DEPARTMENT of Industrial Policy and Promotion (DIPP in short), Ministry of Commerce & Industries, Government of India brought out a Scheme w.e.f. 01.07.2017, vide Notification dated 05.10.17 issued vide F No. 10(1)/2017-DBA-II/NER, for eligible units located in States of Jammu & Kashmir, Uttarakhand, Himachal Pradesh and North Eastern States including Sikkim for residual period for each of the eligible unit in respect of specified goods, valid upto 30.06.2027. The same was stated to have been offered, as a measure of goodwill, only to the units which were eligible for drawing benefits under the earlier excise duty exemption/refund schemes operative in the said States but has no relation to the erstwhile schemes. The erstwhile notifications were issued under Section 5A(1) of the Central Excise Act, 1944 so all the provisions of the said Act were applicable to the actions performed in execution/availment of benefit of the said Notifications. The present scheme is being implemented based on a Notification issued by DIPP and the funds being disbursed are a grant from the Government of India just like subsidies. None of the provisions of GST law can be invoked either by the Government or an assessee in their favour in any matter pertaining to the budgetary support. The refund being sanctioned under erstwhile Notifications was withdrawn from the head - Basic Excise Duty, Education Cess and SHE Cess. In the present scenario the amount to be disbursed as budgetary support is received from the DIPP and only the amount received can be disbursed. Also, the undisbursed amount at the end of the financial year stands lapsed and cannot be used for the said purpose in the next financial year.

The GST Council in its meeting held on 30.09.2016 had noted that with the introduction of GST exemption from payment of indirect tax under any existing tax incentive scheme of Central or State Governments would no longer be available to the eligible units but left it to the respective Governments to mitigate their hardships. The Central government brought out the subject scheme to reimburse its share of the cash element of CGST and/or IGST to the said eligible units. The scheme had the value addition norms built into it similar to the Notifications in force in the Central Excise regime. However, amount admissible for disbursal to an eligible unit was restricted to the sum total of 58% of CGST and 29% of IGST paid in cash and found to be admissible after applying the value addition norms. It is not physically possible to reimburse the States' share of IGST as the same goes to the consuming State and not the originating State and the former would not feel obliged to do so. Further, most of the States have not come forward even to return their share of CGST to such eligible units. Thus, the eligible units have been adversely affected on the said count by introduction of GST.

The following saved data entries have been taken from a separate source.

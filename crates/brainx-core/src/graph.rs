//! # Network Graph
//!
//! An undirected, optionally weighted graph over the node set `0..nodes`.
//! Thresholded connectivity matrices and synthetic reference lattices are
//! both expressed as a [`Graph`], so downstream comparisons work on one
//! representation.
//!
//! ## Invariants
//!
//! - Edges are unordered pairs; `(u, v)` and `(v, u)` are the same edge.
//! - No self-loops and no duplicate edges.
//! - Unweighted edges carry weight `1.0`.
//! - Adjacency is kept in `BTreeMap`s, so iteration order is deterministic.

use std::collections::BTreeMap;

use ndarray::{Array2, ArrayBase, Data, Ix2};
use serde::{Deserialize, Serialize};

use crate::error::{BrainxError, GraphError, ShapeError};

/// Maximum number of distinct undirected edges among `nodes` nodes,
/// `nodes * (nodes - 1) / 2`.
pub fn possible_edges(nodes: usize) -> usize {
    nodes * nodes.saturating_sub(1) / 2
}

// ---------------------------------------------------------------------------
// WeightedEdge
// ---------------------------------------------------------------------------

/// An undirected edge with `source < target`.
#[derive(Debug, Clone, Copy, PartialEq, Serialize, Deserialize)]
pub struct WeightedEdge {
    /// Lower-numbered endpoint.
    pub source: usize,
    /// Higher-numbered endpoint.
    pub target: usize,
    /// Edge weight (`1.0` for unweighted edges).
    pub weight: f64,
}

// ---------------------------------------------------------------------------
// Graph
// ---------------------------------------------------------------------------

/// Undirected graph stored as a per-node adjacency map.
#[derive(Debug, Clone, PartialEq, Serialize, Deserialize)]
#[serde(into = "GraphRecord", try_from = "GraphRecord")]
pub struct Graph {
    /// Adjacency list: node → (neighbor → weight). Stored symmetrically.
    adjacency: Vec<BTreeMap<usize, f64>>,
}

impl Graph {
    /// Create a graph with `nodes` isolated nodes.
    pub fn new(nodes: usize) -> Self {
        Self {
            adjacency: vec![BTreeMap::new(); nodes],
        }
    }

    /// Build a weighted graph from the strictly-lower triangle of a square
    /// matrix. Every non-zero, non-NaN entry below the diagonal becomes an
    /// edge; the diagonal and upper triangle are ignored.
    ///
    /// This is the natural consumer of a cost-thresholded matrix.
    pub fn from_lower_triangle<S>(matrix: &ArrayBase<S, Ix2>) -> Result<Self, BrainxError>
    where
        S: Data<Elem = f64>,
    {
        let (rows, cols) = matrix.dim();
        if rows != cols {
            return Err(ShapeError::NotSquare { rows, cols }.into());
        }

        let mut graph = Self::new(rows);
        for i in 1..rows {
            for j in 0..i {
                let w = matrix[[i, j]];
                if w != 0.0 && !w.is_nan() {
                    graph.add_weighted_edge(j, i, w)?;
                }
            }
        }
        Ok(graph)
    }

    /// Number of nodes.
    pub fn node_count(&self) -> usize {
        self.adjacency.len()
    }

    /// Number of undirected edges.
    pub fn edge_count(&self) -> usize {
        self.adjacency.iter().map(BTreeMap::len).sum::<usize>() / 2
    }

    /// Add an unweighted edge. Returns `true` if the edge is new.
    pub fn add_edge(&mut self, u: usize, v: usize) -> Result<bool, GraphError> {
        self.add_weighted_edge(u, v, 1.0)
    }

    /// Add (or re-weight) an edge. Returns `true` if the edge is new.
    pub fn add_weighted_edge(
        &mut self,
        u: usize,
        v: usize,
        weight: f64,
    ) -> Result<bool, GraphError> {
        let nodes = self.node_count();
        for node in [u, v] {
            if node >= nodes {
                return Err(GraphError::NodeOutOfRange { node, nodes });
            }
        }
        if u == v {
            return Err(GraphError::SelfLoop(u));
        }

        let inserted = self.adjacency[u].insert(v, weight).is_none();
        self.adjacency[v].insert(u, weight);
        Ok(inserted)
    }

    /// Whether `u` and `v` are adjacent.
    pub fn has_edge(&self, u: usize, v: usize) -> bool {
        self.weight(u, v).is_some()
    }

    /// Weight of the edge between `u` and `v`, if present.
    pub fn weight(&self, u: usize, v: usize) -> Option<f64> {
        self.adjacency.get(u).and_then(|n| n.get(&v)).copied()
    }

    /// Number of neighbors of `node` (0 for an unknown node).
    pub fn degree(&self, node: usize) -> usize {
        self.adjacency.get(node).map_or(0, BTreeMap::len)
    }

    /// Neighbors of `node` in ascending order.
    pub fn neighbors(&self, node: usize) -> impl Iterator<Item = usize> + '_ {
        self.adjacency
            .get(node)
            .into_iter()
            .flat_map(|n| n.keys().copied())
    }

    /// All edges with `source < target`, ordered by `(source, target)`.
    pub fn edges(&self) -> impl Iterator<Item = WeightedEdge> + '_ {
        self.adjacency.iter().enumerate().flat_map(|(u, n)| {
            n.range(u + 1..).map(move |(&v, &weight)| WeightedEdge {
                source: u,
                target: v,
                weight,
            })
        })
    }

    /// Symmetric dense weight matrix with a zero diagonal.
    pub fn to_adjacency(&self) -> Array2<f64> {
        let n = self.node_count();
        let mut out = Array2::zeros((n, n));
        for edge in self.edges() {
            out[[edge.source, edge.target]] = edge.weight;
            out[[edge.target, edge.source]] = edge.weight;
        }
        out
    }
}

// ---------------------------------------------------------------------------
// Serialized form
// ---------------------------------------------------------------------------

/// Flat edge-list form used for serialization. Deserialization re-runs
/// every edge through [`Graph::add_weighted_edge`], so malformed input is
/// rejected instead of producing an asymmetric adjacency.
#[derive(Debug, Clone, Serialize, Deserialize)]
struct GraphRecord {
    nodes: usize,
    edges: Vec<WeightedEdge>,
}

impl From<Graph> for GraphRecord {
    fn from(graph: Graph) -> Self {
        Self {
            nodes: graph.node_count(),
            edges: graph.edges().collect(),
        }
    }
}

impl TryFrom<GraphRecord> for Graph {
    type Error = GraphError;

    fn try_from(record: GraphRecord) -> Result<Self, Self::Error> {
        let mut graph = Graph::new(record.nodes);
        for edge in record.edges {
            graph.add_weighted_edge(edge.source, edge.target, edge.weight)?;
        }
        Ok(graph)
    }
}
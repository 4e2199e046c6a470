//! # brainx-util — Matrix and Graph Utilities for Connectivity Analysis
//!
//! Pure functions over dense connectivity data:
//!
//! - **Slicing** (`slice.rs`): extract one `(nodes, nodes)` matrix from a
//!   rank-4 `(blocks, subjects, n, n)` or rank-5
//!   `(subcond, blocks, subjects, n, n)` tensor, and embed one back.
//!
//! - **Cost thresholding** (`cost.rs`): keep the strongest fraction of
//!   possible edges of a symmetric weighted matrix. Edges tied with the
//!   boundary weight are always kept together.
//!
//! - **Ring lattices** (`lattice.rs`): deterministic k-regular reference
//!   graphs used as null models.
//!
//! - **Block-diagonal stacking** (`block.rs`): combine per-subject or
//!   per-condition matrices for joint analysis.
//!
//! - **Partitions** (`partition.rs`), **scaling** (`scale.rs`), the
//!   deprecated **legacy cost table** (`legacy.rs`), and YAML-loadable
//!   **cost schedules** (`config.rs`).
//!
//! ## Data Flow
//!
//! ```text
//! tensor ──slice_data──▶ matrix ──apply_cost──▶ thresholded
//!                                                   │
//!                                 Graph::from_lower_triangle
//!                                                   ▼
//!        regular_lattice(n, k) ──▶ reference ◀──compare──▶ graph
//! ```
//!
//! Every operation returns a fresh value and leaves its inputs untouched.
//! There is no shared state, so callers may run independent subjects or
//! blocks in parallel.

pub mod block;
pub mod config;
pub mod cost;
pub mod lattice;
pub mod legacy;
pub mod partition;
pub mod scale;
pub mod slice;

// Re-export primary types.
pub use block::diag_stack;
pub use config::{apply_cost_schedule, CostSchedule};
pub use cost::{
    all_positive, apply_cost, binarize, cost_lookup, target_edge_count, true_cost,
    CostLookupEntry, Thresholded,
};
pub use lattice::regular_lattice;
pub use legacy::{CostTable, Deprecated};
pub use partition::{assert_no_empty_modules, Partition};
pub use scale::{normalize, rescale, NormalizeMode};
pub use slice::{embed_slice, slice_data, SliceIndex};

pub use brainx_core::{possible_edges, BrainxError, Graph, Result};
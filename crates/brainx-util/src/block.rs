//! # Block-Diagonal Stacking
//!
//! Places an ordered sequence of 2-D matrices along the diagonal of a
//! larger zero matrix, e.g. to analyse several subjects' or conditions'
//! matrices jointly. Blocks may be non-square and of differing sizes.

use ndarray::{s, Array2, ArrayBase, Data, Ix2};
use tracing::trace;

/// Stack `blocks` into one block-diagonal matrix.
///
/// The output has shape `(Σ rows_i, Σ cols_i)`. Block `i` is copied
/// verbatim at row offset `Σ_{j<i} rows_j` and column offset
/// `Σ_{j<i} cols_j`; every other cell is zero. An empty sequence yields a
/// `0×0` matrix.
pub fn diag_stack<S>(blocks: &[ArrayBase<S, Ix2>]) -> Array2<f64>
where
    S: Data<Elem = f64>,
{
    let rows: usize = blocks.iter().map(|b| b.nrows()).sum();
    let cols: usize = blocks.iter().map(|b| b.ncols()).sum();
    let mut out = Array2::zeros((rows, cols));

    let (mut r, mut c) = (0, 0);
    for block in blocks {
        let (h, w) = block.dim();
        out.slice_mut(s![r..r + h, c..c + w]).assign(block);
        r += h;
        c += w;
    }

    trace!(blocks = blocks.len(), rows, cols, "stacked block-diagonal matrix");
    out
}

The following issues need to be taken care of for better/proper implementation of the Scheme:

Speedy completion of inspection by DIPP teams - The Scheme envisages the Inspection of all the eligible units by a team of officials of DIPP. The refunds under the Scheme were to be disbursed provisionally for the first six months. i.e., July to December, 2017, and subsequent disbursals were contingent upon the positive verification reports by the DIPP which were to be uploaded electronically on the GSTN database. The progress on this front needs a lot of effort as a large number of the units are still to be inspected and the inspection reports of those already inspected have just recently started being received from DIPP.

Quick disbursal of budgetary support - The eligible units located in Uttarakhand and Himachal Pradesh were not paying any Central Excise Duty so had not made any provision for the same in their working capital requirements. In the rest of the States, they used to recycle the tax paid in one month, in the shape of self-credit or cash refund, to discharge their liability for the subsequent month. Now the said period, of at the most one month, has been stretched to more than one year and the working capital requirements on said count increased enormously. Funds for disbursal of budgetary support for the quarters ending September and December, 2017 were received in the last week of March, 2018 and most of the same had to be surrendered on 31.03.2018 due to the inability of the department to process the same in such a short time frame. The funds were subsequently received in June, 2018 and most of the claims for the period July-December, 2017 have been processed. However, the claims for the subsequent periods cannot be processed in the absence of verification reports by DIPP. The reports in respect of some of the units have started reaching the Commissionerates, but the nominal amounts of balance funds would be insufficient to clear the backlog and the next instalment of funds needs to be released by the DIPP urgently.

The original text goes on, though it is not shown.